O Evereste é o ponto do planeta mais ambicionado por exploradores que apontam como meta o topo, pela primeira vez atingido em 1953. Mas a montanha mais alta do mundo tem hoje um novo monte: lixo deixado pelos mesmos exploradores. Uma equipa de voluntários comprometeu-se agora a fazer certamente uma das maiores limpezas do mundo, noticia a CNN. E até já foram recuperados corpos humanos.

A limpeza, levada a cabo por uma equipa de 14 voluntários, já teve efeitos imediatos: 3.000 quilos de lixo já foram retirados da montanha em apenas duas semanas. O objetivo? Recolher 10.000 quilos em 45 dias.

“Esta campanha de limpeza vai continuar nas próximas temporadas e tem o objetivo de limpar a montanha mais alta do mundo. É nossa responsabilidade manter as montanhas limpas”, disse Dandu Raj Ghimire, chefe do departamento de turismo do Nepal.

O lixo recolhido na Campanha de Limpeza do Evereste inclui latas, garrafas, plástico, material de escalada e até fezes humanas. O lixo está a ser apanhado com o auxílio de um helicóptero militar e a equipa vai agora subir ainda mais alto para recolher mais despejos.

A equipa também já encontrou quatro corpos, segundo a CNN. Os cadáveres foram localizados na montanha, a 8,848 metros de altitude.

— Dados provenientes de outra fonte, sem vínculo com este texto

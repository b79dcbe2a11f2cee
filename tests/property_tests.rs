//! Property-based tests for drafts and template rendering.
//!
//! Uses proptest to verify invariants across random inputs:
//! - Initialization yields exactly the schema's keys
//! - Templates without placeholders render unchanged
//! - Empty drafts leave every placeholder literal
//! - Validation reports exactly the empty required keys

// Property tests use expect/unwrap for simplicity - panics are acceptable in tests
#![allow(clippy::expect_used, clippy::unwrap_used)]

use proptest::prelude::*;
use prompt_setup::{
    InputDraft, InputDraftStore, PromptTemplate, SavedInputs, TemplateRenderer, ValidationGate,
    VariableDefinition, VariableSchema,
};
use std::collections::BTreeSet;

fn schema_from(keys: &BTreeSet<String>, required: &[bool]) -> VariableSchema {
    VariableSchema::new(
        keys.iter()
            .zip(required.iter().cycle())
            .map(|(key, &required)| {
                let definition = VariableDefinition::text(key.clone(), key.to_uppercase());
                if required {
                    definition
                } else {
                    definition.optional()
                }
            })
            .collect(),
    )
    .unwrap()
}

fn key_set() -> impl Strategy<Value = BTreeSet<String>> {
    prop::collection::btree_set("[a-z][a-z0-9_]{0,8}", 0..8)
}

// ============================================================================
// Draft initialization
// ============================================================================

proptest! {
    /// Property: without saved inputs every schema key maps to "".
    #[test]
    fn prop_initialize_without_saved_is_empty(keys in key_set()) {
        let schema = schema_from(&keys, &[true]);
        let draft = InputDraftStore::new().initialize(&schema, None);

        prop_assert_eq!(draft.len(), keys.len());
        for key in &keys {
            prop_assert_eq!(draft.get(key), Some(""));
        }
    }

    /// Property: a saved superset yields exactly the schema keys with saved values.
    #[test]
    fn prop_initialize_from_superset(
        keys in key_set(),
        extra in key_set(),
        value in "[ -~]{0,12}",
    ) {
        let schema = schema_from(&keys, &[true]);
        let saved: InputDraft = keys
            .iter()
            .chain(extra.iter())
            .map(|key| (key.clone(), format!("{value}-{key}")))
            .collect();
        let saved = SavedInputs::new(saved);

        let draft = InputDraftStore::new().initialize(&schema, Some(&saved));

        prop_assert_eq!(
            draft.keys().collect::<Vec<_>>(),
            keys.iter().map(String::as_str).collect::<Vec<_>>()
        );
        for key in &keys {
            let expected = format!("{value}-{key}");
            prop_assert_eq!(draft.get(key), Some(expected.as_str()));
        }
    }

    /// Property: re-initializing from a confirmed draft reproduces it.
    #[test]
    fn prop_initialize_reproduces_saved_draft(keys in key_set(), value in "[a-z]{1,6}") {
        let schema = schema_from(&keys, &[true]);
        let store = InputDraftStore::new();
        let draft = keys
            .iter()
            .fold(store.initialize(&schema, None), |draft, key| store.set(&draft, key, value.clone()));

        let saved = SavedInputs::new(draft.clone());
        prop_assert_eq!(store.initialize(&schema, Some(&saved)), draft);
    }
}

// ============================================================================
// Rendering
// ============================================================================

proptest! {
    /// Property: text without braces renders unchanged.
    #[test]
    fn prop_plain_text_renders_unchanged(text in "[^{}]{0,64}", value in "[a-z]{1,5}") {
        let draft: InputDraft = [("name", value)].into_iter().collect();
        let rendered = TemplateRenderer::new().render(&PromptTemplate::new(text.clone()), &draft);

        prop_assert!(!rendered.has_filled());
        prop_assert_eq!(rendered.to_plain(), text);
    }

    /// Property: an empty draft leaves any template text unchanged.
    #[test]
    fn prop_empty_draft_keeps_template(text in "[a-z {}]{0,64}") {
        let rendered =
            TemplateRenderer::new().render(&PromptTemplate::new(text.clone()), &InputDraft::new());

        prop_assert!(!rendered.has_filled());
        prop_assert_eq!(rendered.to_plain(), text);
    }

    /// Property: each filled placeholder is replaced by its value.
    #[test]
    fn prop_filled_placeholder_substituted(
        prefix in "[a-z ]{0,10}",
        suffix in "[a-z ]{0,10}",
        value in "[A-Z]{1,8}",
    ) {
        let template = PromptTemplate::new(format!("{prefix}{{{{name}}}}{suffix}"));
        let draft: InputDraft = [("name", value.clone())].into_iter().collect();
        let rendered = TemplateRenderer::new().render(&template, &draft);

        prop_assert_eq!(rendered.filled_keys(), vec!["name"]);
        prop_assert_eq!(rendered.to_plain(), format!("{prefix}{value}{suffix}"));
    }
}

// ============================================================================
// Validation
// ============================================================================

proptest! {
    /// Property: `check` reports exactly the empty required keys.
    #[test]
    fn prop_check_reports_empty_required(
        keys in key_set(),
        required in prop::collection::vec(any::<bool>(), 1..4),
        filled in prop::collection::vec(any::<bool>(), 1..4),
    ) {
        let schema = schema_from(&keys, &required);
        let draft: InputDraft = keys
            .iter()
            .zip(filled.iter().cycle())
            .map(|(key, &filled)| (key.clone(), if filled { "x".to_string() } else { String::new() }))
            .collect();

        let expected: Vec<String> = schema
            .iter()
            .filter(|d| d.required && draft.get(&d.key) == Some(""))
            .map(|d| d.key.clone())
            .collect();
        let readiness = ValidationGate::new().check(&schema, &draft);

        prop_assert_eq!(readiness.missing(), expected.as_slice());
        prop_assert_eq!(readiness.is_ready(), expected.is_empty());
    }
}
impl WelcomeView {
    /// Builds the view for the given state.
    #[must_use]
    pub fn build(inputs: &ViewInputs<'_>) -> Self {
        let t = |key: &str| inputs.translator.translate(key);
        let mut view = Self {
            variant: inputs.variant,
            panel: inputs.panel.mode,
            header: None,
            site: None,
            panel_title: None,
            status_line: None,
            preview: None,
            fields: Vec::new(),
            controls: Vec::new(),
            example_questions: None,
            footer: None,
        };

        match inputs.variant {
            WelcomeVariant::VariableForm { .. } => {
                view.site = Some(inputs.site.clone());
                view.fields = fields(inputs);
                view.controls.push(Control::StartChat);
            },
            WelcomeVariant::PublicPreview => {
                view.site = Some(inputs.site.clone());
                view.panel_title = Some(t(keys::PUBLIC_PROMPT_CONFIG_TITLE));
                view.preview = Some(preview(inputs));
                view.controls.push(Control::StartChat);
            },
            WelcomeVariant::PrivateQuickStart => {
                view.site = Some(inputs.site.clone());
                view.controls.push(Control::StartChat);
            },
            WelcomeVariant::SavedSummary { mode } => {
                view.header = Some(inputs.conversation_name.to_string());
                summary(&mut view, inputs, mode);
            },
        }

        if inputs.variant.shows_example_questions() {
            view.example_questions = Some(ExampleQuestionsView {
                title: t(keys::EXAMPLE_QUESTIONS_TITLE),
                categories: inputs.example_questions.to_vec(),
            });
        }

        if !matches!(inputs.variant, WelcomeVariant::SavedSummary { .. }) {
            view.footer = inputs
                .site
                .privacy_policy
                .as_ref()
                .map(|url| PrivacyFooter {
                    left: t(keys::PRIVACY_POLICY_LEFT),
                    link_text: t(keys::PRIVACY_POLICY_MIDDLE),
                    right: t(keys::PRIVACY_POLICY_RIGHT),
                    url: url.clone(),
                });
        }

        view
    }

    /// Returns true if `control` is offered.
    #[must_use]
    pub fn offers(&self, control: Control) -> bool {
        self.controls.contains(&control)
    }
}
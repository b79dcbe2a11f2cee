//! Variable schema models.
//!
//! A [`VariableSchema`] is the ordered, immutable description of the inputs a
//! prompt template asks for. Keys are unique and match the `{{key}}`
//! placeholders of the template; order is display order.

use serde::{Deserialize, Serialize};
use std::collections::HashSet;
use std::fmt;

use crate::{Error, Result};

/// Kind of input a variable collects.
///
/// Serialized with the names used by prompt configuration payloads:
/// `string`, `paragraph` and `select`.
#[derive(Debug, Clone, Copy, PartialEq, Eq, Default, Serialize, Deserialize)]
pub enum VariableKind {
    /// Single line of text.
    #[default]
    #[serde(rename = "string", alias = "text")]
    SingleLineText,
    /// Free-form multi-line text.
    #[serde(rename = "paragraph")]
    MultiLineText,
    /// One value out of a fixed list of options.
    #[serde(rename = "select", alias = "choice")]
    Choice,
}

impl VariableKind {
    /// Returns the kind as its wire name.
    #[must_use]
    pub const fn as_str(&self) -> &'static str {
        match self {
            Self::SingleLineText => "string",
            Self::MultiLineText => "paragraph",
            Self::Choice => "select",
        }
    }
}

impl fmt::Display for VariableKind {
    fn fmt(&self, f: &mut fmt::Formatter<'_>) -> fmt::Result {
        write!(f, "{}", self.as_str())
    }
}

/// A single prompt variable definition.
#[derive(Debug, Clone, PartialEq, Eq, Serialize, Deserialize)]
pub struct VariableDefinition {
    /// Unique key, matching the template placeholder name.
    pub key: String,
    /// Label shown next to the input.
    #[serde(alias = "name")]
    pub display_name: String,
    /// Kind of input.
    #[serde(rename = "type", default)]
    pub kind: VariableKind,
    /// Whether a non-empty value is needed before submitting.
    #[serde(default = "default_required")]
    pub required: bool,
    /// Maximum input length; the configured default applies when absent.
    #[serde(default, skip_serializing_if = "Option::is_none")]
    pub max_length: Option<usize>,
    /// Selectable options (choice variables only).
    #[serde(default, skip_serializing_if = "Vec::is_empty")]
    pub options: Vec<String>,
}

/// Default value for `required` field (true).
const fn default_required() -> bool {
    true
}

impl VariableDefinition {
    /// Creates a required single-line text variable.
    #[must_use]
    pub fn text(key: impl Into<String>, display_name: impl Into<String>) -> Self {
        Self {
            key: key.into(),
            display_name: display_name.into(),
            kind: VariableKind::SingleLineText,
            required: true,
            max_length: None,
            options: Vec::new(),
        }
    }

    /// Creates a required multi-line text variable.
    #[must_use]
    pub fn paragraph(key: impl Into<String>, display_name: impl Into<String>) -> Self {
        Self {
            kind: VariableKind::MultiLineText,
            ..Self::text(key, display_name)
        }
    }

    /// Creates a required choice variable.
    #[must_use]
    pub fn choice(
        key: impl Into<String>,
        display_name: impl Into<String>,
        options: Vec<String>,
    ) -> Self {
        Self {
            kind: VariableKind::Choice,
            options,
            ..Self::text(key, display_name)
        }
    }

    /// Marks the variable as optional.
    #[must_use]
    pub const fn optional(mut self) -> Self {
        self.required = false;
        self
    }

    /// Sets the maximum input length.
    #[must_use]
    pub const fn with_max_length(mut self, max_length: usize) -> Self {
        self.max_length = Some(max_length);
        self
    }

    /// Returns the maximum input length, falling back to `default`.
    #[must_use]
    pub fn effective_max_length(&self, default: usize) -> usize {
        self.max_length.unwrap_or(default)
    }

    fn validate(&self) -> Result<()> {
        if self.key.is_empty() {
            return Err(Error::InvalidInput(format!(
                "variable '{}' has an empty key",
                self.display_name
            )));
        }
        if self.key.contains(['{', '}']) {
            return Err(Error::InvalidInput(format!(
                "variable key '{}' cannot contain braces",
                self.key
            )));
        }
        if self.kind == VariableKind::Choice && self.options.is_empty() {
            return Err(Error::InvalidInput(format!(
                "choice variable '{}' has no options",
                self.key
            )));
        }
        Ok(())
    }
}

/// Ordered, validated sequence of variable definitions.
#[derive(Debug, Clone, Default, PartialEq, Eq, Serialize, Deserialize)]
#[serde(try_from = "Vec<VariableDefinition>", into = "Vec<VariableDefinition>")]
pub struct VariableSchema {
    definitions: Vec<VariableDefinition>,
}

impl VariableSchema {
    /// Creates a schema from definitions in display order.
    ///
    /// # Errors
    ///
    /// Returns [`Error::InvalidInput`] for duplicate or empty keys, keys with
    /// braces, or choice variables without options.
    pub fn new(definitions: Vec<VariableDefinition>) -> Result<Self> {
        let mut seen = HashSet::new();
        for definition in &definitions {
            definition.validate()?;
            if !seen.insert(definition.key.as_str()) {
                return Err(Error::InvalidInput(format!(
                    "duplicate variable key '{}'",
                    definition.key
                )));
            }
        }
        Ok(Self { definitions })
    }

    /// Creates an empty schema.
    #[must_use]
    pub const fn empty() -> Self {
        Self {
            definitions: Vec::new(),
        }
    }

    /// Returns true when the schema declares at least one variable.
    #[must_use]
    pub fn has_variables(&self) -> bool {
        !self.definitions.is_empty()
    }

    /// Number of variables.
    #[must_use]
    pub fn len(&self) -> usize {
        self.definitions.len()
    }

    /// Returns true if the schema is empty.
    #[must_use]
    pub fn is_empty(&self) -> bool {
        self.definitions.is_empty()
    }

    /// Iterates definitions in display order.
    pub fn iter(&self) -> std::slice::Iter<'_, VariableDefinition> {
        self.definitions.iter()
    }

    /// Iterates keys in display order.
    pub fn keys(&self) -> impl Iterator<Item = &str> {
        self.definitions.iter().map(|d| d.key.as_str())
    }

    /// Looks up a definition by key.
    #[must_use]
    pub fn get(&self, key: &str) -> Option<&VariableDefinition> {
        self.definitions.iter().find(|d| d.key == key)
    }

    /// Returns true if `key` is declared.
    #[must_use]
    pub fn contains(&self, key: &str) -> bool {
        self.get(key).is_some()
    }
}

impl TryFrom<Vec<VariableDefinition>> for VariableSchema {
    type Error = Error;

    fn try_from(definitions: Vec<VariableDefinition>) -> Result<Self> {
        Self::new(definitions)
    }
}

impl From<VariableSchema> for Vec<VariableDefinition> {
    fn from(schema: VariableSchema) -> Self {
        schema.definitions
    }
}

impl<'a> IntoIterator for &'a VariableSchema {
    type Item = &'a VariableDefinition;
    type IntoIter = std::slice::Iter<'a, VariableDefinition>;

    fn into_iter(self) -> Self::IntoIter {
        self.definitions.iter()
    }
}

Mundialmente conhecida como a montanha mais alta do mundo, o Evereste é também descrito como o “aterro mais alto do mundo”. Segundo o Comité de Controlo de Poluição de Sagarmatha, mais de 12.000 quilos de lixo encontrado num acampamento foram despejados num aterro local. O aterro evita que o lixo desça a montanha e polua as fontes de água locais.

As fezes humanas não se decompõem em temperaturas abaixo de zero e dão origem a gases nocivos. O Projeto de Biogás do Monte Evereste pretende ainda transformar fezes humanas encontradas na montanha em gás metano. Um dia, este gás pode fornecer energia para aldeias locais.

A poluição no Evereste é um problema com o qual o governo do Nepal se debate há várias décadas. Todos os anos, montanhistas de todo o mundo tentam subir ao topo da famosa montanha. O aumento substancial do número de visitantes ao longo dos últimos anos teve um profundo impacto no ecossistema da montanha.

Segundo Ben Fogle, embaixador das Nações Unidas das regiões selvagens, garantir a mínima poluição possível na montanha é essencial. Em declarações à CNN, o escritor e apresentador britânico elogia as autoridades do Nepal pela luta pela conservação do Evereste.

Mas não só o lixo ameaça a montanha. As mudanças climáticas e o aquecimento global estão a provocar o acelerado derretimento do gelo na montanha. Com o derretimento, estão a ser encontrados cada vez mais cadáveres, expostos pelo degelo da montanha.

De acordo com a CNN, mais de 200 montanhistas morreram na montanha desde 1922, quando foram reportadas as primeiras mortes no Evereste. A maioria dos corpos terá permanecido debaixo dos glaciares e do gelo.

O topo do Evereste foi pela primeira vez atingido por Sir Edmund Percival Hillary e Tenzing Norgay, no dia 29 de maio de 1953.